Le supposé Secrétaire aux Colonies a lésiné longtemps avant de s’intéresser au sujet et les plaintes émanant de la colonie ont pris du temps à se rendre au Ministère des Colonies. « Nous n’encourageons pas l’émigration », ont dit les hommes au pouvoir. « Nous ne voulons pas causer de malheurs. » Au final, le grand Earl a fini par comprendre que quelque chose devait être fait pour contrer les malheurs que le gouvernement a engendrés; en temps et lieu, nous pourrons peut-être même convaincre les oreilles les plus endurcies à Downing Street, à l’effet que les bras de l’Empire – les colonies – ont besoin de directives claires face à l’immigration. Fondez des villes organisées et prospères et vous aurez de belles colonies. Envoyez-nous des gens capables de travailler et de trouver de l’emploi et vous créerez de la richesse pour les colonies, pour eux et pour l’Empire ; et les liens entre l’Amérique du Nord britannique et la Mère-Patrie seront solidifiés par affection et (comme Earl Grey et les Utilitariens aiment le dire) par INTÉRÊT.

Nous devons les améliorations effectuées jusqu’à maintenant à nos remontrances, aux plaintes formulées dans les journaux et à certaines actions de l’entreprise privée et de philanthropes. Décrivons quelques faits.
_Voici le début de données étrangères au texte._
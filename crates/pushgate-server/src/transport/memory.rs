//! In-memory transport for tests and embedding.
//!
//! [`pair`] returns the server-side halves plus a [`MemoryPeer`] that plays
//! the remote client: it reads what the server wrote, feeds inbound frames,
//! and can make writes fail or stall.

use std::sync::Arc;
use std::sync::atomic::{AtomicBool, Ordering};

use async_trait::async_trait;
use tokio::sync::mpsc;

use super::{Frame, FrameSink, FrameSource, TransportError};

/// Server-side write half.
pub struct MemorySink {
    outbound: mpsc::UnboundedSender<Frame>,
    faults: Arc<Faults>,
    closed: bool,
}

/// Server-side read half.
pub struct MemorySource {
    inbound: mpsc::UnboundedReceiver<Result<Frame, TransportError>>,
}

/// The remote end of a memory transport.
pub struct MemoryPeer {
    outbound: mpsc::UnboundedReceiver<Frame>,
    inbound: Option<mpsc::UnboundedSender<Result<Frame, TransportError>>>,
    faults: Arc<Faults>,
}

#[derive(Default)]
struct Faults {
    fail_writes: AtomicBool,
    stall_writes: AtomicBool,
}

/// Create a connected sink/source/peer triple.
pub fn pair() -> (MemorySink, MemorySource, MemoryPeer) {
    let (out_tx, out_rx) = mpsc::unbounded_channel();
    let (in_tx, in_rx) = mpsc::unbounded_channel();
    let faults = Arc::new(Faults::default());
    (
        MemorySink {
            outbound: out_tx,
            faults: faults.clone(),
            closed: false,
        },
        MemorySource { inbound: in_rx },
        MemoryPeer {
            outbound: out_rx,
            inbound: Some(in_tx),
            faults,
        },
    )
}

#[async_trait]
impl FrameSink for MemorySink {
    async fn send_frame(&mut self, frame: Frame) -> Result<(), TransportError> {
        if self.closed {
            return Err(TransportError::Closed);
        }
        if self.faults.stall_writes.load(Ordering::Relaxed) {
            std::future::pending::<()>().await;
        }
        if self.faults.fail_writes.load(Ordering::Relaxed) {
            return Err(TransportError::Io("broken pipe".into()));
        }
        self.outbound
            .send(frame)
            .map_err(|_| TransportError::Closed)
    }

    async fn close(&mut self) -> Result<(), TransportError> {
        if self.closed {
            return Ok(());
        }
        self.closed = true;
        // The peer may already be gone; closing is still successful.
        let _ = self.outbound.send(Frame::Close);
        Ok(())
    }
}

#[async_trait]
impl FrameSource for MemorySource {
    async fn next_frame(&mut self) -> Option<Result<Frame, TransportError>> {
        self.inbound.recv().await
    }
}

impl MemoryPeer {
    /// Feed a text frame to the server.
    pub fn send_text(&self, text: impl Into<String>) {
        self.send_frame(Frame::Text(text.into()));
    }

    /// Feed any frame to the server.
    pub fn send_frame(&self, frame: Frame) {
        if let Some(tx) = &self.inbound {
            let _ = tx.send(Ok(frame));
        }
    }

    /// Make the server's next read fail.
    pub fn inject_read_error(&self, message: &str) {
        if let Some(tx) = &self.inbound {
            let _ = tx.send(Err(TransportError::Io(message.to_owned())));
        }
    }

    /// End the inbound stream, as if the client vanished.
    pub fn hang_up(&mut self) {
        self.inbound = None;
    }

    /// Make every subsequent server write fail.
    pub fn break_writes(&self) {
        self.faults.fail_writes.store(true, Ordering::Relaxed);
    }

    /// Make every subsequent server write hang forever.
    pub fn stall_writes(&self) {
        self.faults.stall_writes.store(true, Ordering::Relaxed);
    }

    /// Next frame the server wrote, waiting for it.
    pub async fn recv(&mut self) -> Option<Frame> {
        self.outbound.recv().await
    }

    /// Next frame the server wrote, if one is already queued.
    pub fn try_recv(&mut self) -> Option<Frame> {
        self.outbound.try_recv().ok()
    }

    /// Next text frame the server wrote, skipping control frames.
    ///
    /// Returns `None` once the server closes or drops the sink.
    pub async fn recv_text(&mut self) -> Option<String> {
        loop {
            match self.outbound.recv().await? {
                Frame::Text(text) => return Some(text),
                Frame::Close => return None,
                Frame::Binary(_) | Frame::Ping(_) | Frame::Pong(_) => {}
            }
        }
    }

    /// Drain every queued text frame.
    pub fn drain_texts(&mut self) -> Vec<String> {
        let mut texts = Vec::new();
        while let Ok(frame) = self.outbound.try_recv() {
            if let Frame::Text(text) = frame {
                texts.push(text);
            }
        }
        texts
    }
}
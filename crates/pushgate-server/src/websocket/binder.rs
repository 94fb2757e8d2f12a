//! Connection registry: identity → connections, connection → identity.
//!
//! Both indices live behind one mutex so every register, unregister and
//! lookup observes them in agreement. Lookups hand back `Arc` snapshots;
//! callers write to connections after the lock is released.

use std::collections::HashMap;
use std::sync::Arc;

use parking_lot::Mutex;
use tracing::debug;

use super::connection::EventConnection;
use crate::ids::{ConnectionId, Identity};

#[derive(Default)]
struct BinderState {
    /// Registration order, no duplicate ids, never an empty list.
    by_identity: HashMap<Identity, Vec<Arc<EventConnection>>>,
    by_connection: HashMap<ConnectionId, Identity>,
}

impl BinderState {
    fn remove(&mut self, conn_id: &str) -> Option<Arc<EventConnection>> {
        let identity = self.by_connection.remove(conn_id)?;
        let conns = self.by_identity.get_mut(identity.as_str())?;
        let pos = conns.iter().position(|c| c.id.as_str() == conn_id)?;
        let removed = conns.remove(pos);
        if conns.is_empty() {
            let _ = self.by_identity.remove(identity.as_str());
        }
        Some(removed)
    }

    fn remove_exact(&mut self, conn: &Arc<EventConnection>) -> bool {
        let registered = self
            .by_identity
            .get(conn.owner.as_str())
            .is_some_and(|conns| conns.iter().any(|c| Arc::ptr_eq(c, conn)));
        registered && self.remove(conn.id.as_str()).is_some()
    }
}

/// Live registry of open connections.
#[derive(Default)]
pub struct Binder {
    state: Mutex<BinderState>,
}

impl Binder {
    /// Create an empty registry.
    pub fn new() -> Self {
        Self::default()
    }

    /// Register a connection under its owner.
    ///
    /// A connection already registered with the same id, under any identity,
    /// is replaced and returned.
    pub fn register(&self, conn: Arc<EventConnection>) -> Option<Arc<EventConnection>> {
        let mut state = self.state.lock();
        let replaced = state.remove(conn.id.as_str());
        let _ = state
            .by_connection
            .insert(conn.id.clone(), conn.owner.clone());
        state
            .by_identity
            .entry(conn.owner.clone())
            .or_default()
            .push(conn.clone());
        drop(state);

        if replaced.is_some() {
            debug!(conn_id = %conn.id, user_id = %conn.owner, "replaced connection with same id");
        }
        replaced
    }

    /// Remove a connection. Unknown ids are a no-op returning `None`.
    pub fn unregister(&self, conn_id: &str) -> Option<Arc<EventConnection>> {
        self.state.lock().remove(conn_id)
    }

    /// Remove `conn` only if that exact connection is still registered.
    ///
    /// A newer registration reusing the same id is left alone.
    pub fn unregister_connection(&self, conn: &Arc<EventConnection>) -> bool {
        self.state.lock().remove_exact(conn)
    }

    /// Connections of `identity` that want `event`, in registration order.
    ///
    /// `None`, `""` and `"*"` select every connection of the identity.
    pub fn lookup(&self, identity: &str, event: Option<&str>) -> Vec<Arc<EventConnection>> {
        let state = self.state.lock();
        state
            .by_identity
            .get(identity)
            .map(|conns| {
                conns
                    .iter()
                    .filter(|c| c.wants(event))
                    .cloned()
                    .collect()
            })
            .unwrap_or_default()
    }

    /// Whether a connection id is registered.
    pub fn contains(&self, conn_id: &str) -> bool {
        self.state.lock().by_connection.contains_key(conn_id)
    }

    /// Number of registered connections.
    pub fn connection_count(&self) -> usize {
        self.state.lock().by_connection.len()
    }

    /// Number of identities with at least one connection.
    pub fn identity_count(&self) -> usize {
        self.state.lock().by_identity.len()
    }

    /// Number of connections registered for `identity`.
    pub fn identity_connection_count(&self, identity: &str) -> usize {
        self.state
            .lock()
            .by_identity
            .get(identity)
            .map_or(0, Vec::len)
    }

    #[cfg(test)]
    fn assert_consistent(&self) {
        let state = self.state.lock();
        let mut listed = 0;
        for (identity, conns) in &state.by_identity {
            assert!(!conns.is_empty(), "empty list for {identity}");
            for conn in conns {
                listed += 1;
                assert_eq!(&conn.owner, identity);
                assert_eq!(state.by_connection.get(&conn.id), Some(identity));
                assert_eq!(
                    conns.iter().filter(|c| c.id == conn.id).count(),
                    1,
                    "duplicate id {}",
                    conn.id
                );
            }
        }
        assert_eq!(listed, state.by_connection.len());
    }
}
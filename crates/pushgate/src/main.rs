//! # pushgate
//!
//! Push-messaging server binary: loads settings, starts logging and metrics,
//! and serves the WebSocket and send routes until Ctrl-C.

#![deny(unsafe_code)]

use std::path::PathBuf;
use std::time::Duration;

use anyhow::{Context, Result};
use clap::Parser;
use pushgate_server::config::ServerConfig;
use pushgate_server::server::PushServer;
use pushgate_settings::{PushSettings, ServerSettings};

/// Push-messaging WebSocket server.
#[derive(Parser, Debug)]
#[command(name = "pushgate", about = "Push-messaging WebSocket server")]
struct Cli {
    /// Host to bind (overrides settings).
    #[arg(long)]
    host: Option<String>,

    /// Port to bind, 0 for auto-assign (overrides settings).
    #[arg(long)]
    port: Option<u16>,

    /// Route clients connect to (overrides settings).
    #[arg(long)]
    ws_path: Option<String>,

    /// Route messages are posted to (overrides settings).
    #[arg(long)]
    send_path: Option<String>,

    /// Maximum concurrent connections (overrides settings).
    #[arg(long)]
    max_connections: Option<usize>,

    /// Settings file (default `~/.pushgate/settings.json`).
    #[arg(long)]
    settings: Option<PathBuf>,
}

impl Cli {
    fn apply(&self, server: &mut ServerSettings) {
        if let Some(host) = &self.host {
            server.host.clone_from(host);
        }
        if let Some(port) = self.port {
            server.port = port;
        }
        if let Some(path) = &self.ws_path {
            server.ws_path.clone_from(path);
        }
        if let Some(path) = &self.send_path {
            server.send_path.clone_from(path);
        }
        if let Some(max) = self.max_connections {
            server.max_connections = max;
        }
    }
}

fn server_config(settings: &ServerSettings) -> ServerConfig {
    ServerConfig {
        host: settings.host.clone(),
        port: settings.port,
        ws_path: settings.ws_path.clone(),
        send_path: settings.send_path.clone(),
        max_connections: settings.max_connections,
        heartbeat_interval: Duration::from_millis(settings.heartbeat_interval_ms),
        heartbeat_timeout: Duration::from_millis(settings.heartbeat_timeout_ms),
        write_timeout: Duration::from_millis(settings.write_timeout_ms),
        read_buffer_size: settings.read_buffer_size,
        write_buffer_size: settings.write_buffer_size,
        max_message_size: settings.max_message_size,
        allowed_origins: settings.allowed_origins.clone(),
    }
}

fn load(cli: &Cli) -> Result<PushSettings> {
    let path = cli
        .settings
        .clone()
        .unwrap_or_else(pushgate_settings::settings_path);
    let mut settings = pushgate_settings::load_settings_from_path(&path)
        .with_context(|| format!("Failed to load settings from {}", path.display()))?;
    cli.apply(&mut settings.server);
    Ok(settings)
}

#[tokio::main]
async fn main() -> Result<()> {
    let cli = Cli::parse();
    let settings = load(&cli)?;
    pushgate_logging::init_from_settings(&settings.logging);

    let metrics = pushgate_server::metrics::install_recorder()
        .context("Failed to install metrics recorder")?;
    let server = PushServer::new(server_config(&settings.server), metrics)
        .context("Invalid server configuration")?;
    let (addr, serve) = server.listen().await.context("Failed to start server")?;
    tracing::info!(%addr, "pushgate ready");

    tokio::signal::ctrl_c()
        .await
        .context("Failed to listen for Ctrl-C")?;
    tracing::info!("shutdown signal received");

    let drained = server.shutdown().graceful_shutdown(serve, None).await;
    tracing::info!(
        drained,
        remaining = server.binder().connection_count(),
        "pushgate stopped"
    );
    Ok(())
}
Parmi les grands propriétaires irlandais qui souhaitaient trouver un asile à leurs locataires s’en trouvaient un qui ne désiraient pas seulement se débarrasser de ses gens – il est possible qu’il y en ait eu d’autres comme lui, mais cela fut l’exception. Steven E. De Vere, Esq., un riche propriétaire de quelques domaines dans le sud de l’Irlande, avait entendu parler des malheurs et des souffrances endurés par les émigrants partant pour notre Province, a lui-même décidé de tenter l’expérience. Il n’a pas décidé d’organiser le transport de centaines ou de milliers de ses locataires, en restant à la maison et en tentant d’en savoir le moins possible sur ce qu’ils allaient advenir ultérieurement ; il a décidé d’y aller et voir ce qui se passait. Il a choisi une douzaine de volontaires parmi ceux et celles qui auraient voulu l’accompagner avec plaisir. Avec eux, il a pris la mer pour Québec, dans l’entrepont de l’un de ces bateaux ordinaires de passagers. Grand propriétaire terrien et locataires ont voyagé ensemble ; le premier tenant un carnet pour noter ce qui se passait durant la traversée. Nous n’en dirons pas plus sur le voyage, qui ressemblait à tous les autres voyages de cette trempe – la maladie, les mauvaises conditions et la misère étaient au rendez-vous, comme nos lecteurs le savent maintenant très bien – et la fièvre a pu être importée ici, transportée par nos valeureux amis et citoyens. Des procédures furent entamées contre le Capitaine à Québec, qui a été obligé de payer un certain montant pour le bénéfice des immigrants qui ont soufferts de la traversée

M. De Vere s’est rendu dans le Haut-Canada et a pu noter toutes les étapes du voyage, jusqu’à la destination finale – celle des tombes des gens qui sont tombés malades de la fièvre. À Toronto, ce philanthrope a offert son aide au bureau de l’immigration et a collaboré avec l’infatigable et regretté McElderry, l’accompagnant sur chacun des bateaux à vapeur bondé de cette misérable cargaison, transmettant l’information, tirée de son expérience, ‘aux autorités concernées’. Il était satisfait de l’organisation générale de nos hôpitaux; mais offusqué, comme tout le monde l’était, de voir comment les pauvres gens y avaient été emmenés. Quelques-uns des bateaux à vapeur rappelaient à certains les horreurs de la traversée en mer. Ses locataires ont souffert de la fièvre, mais il se sont rétablis, constamment surveillé par M. De Vere.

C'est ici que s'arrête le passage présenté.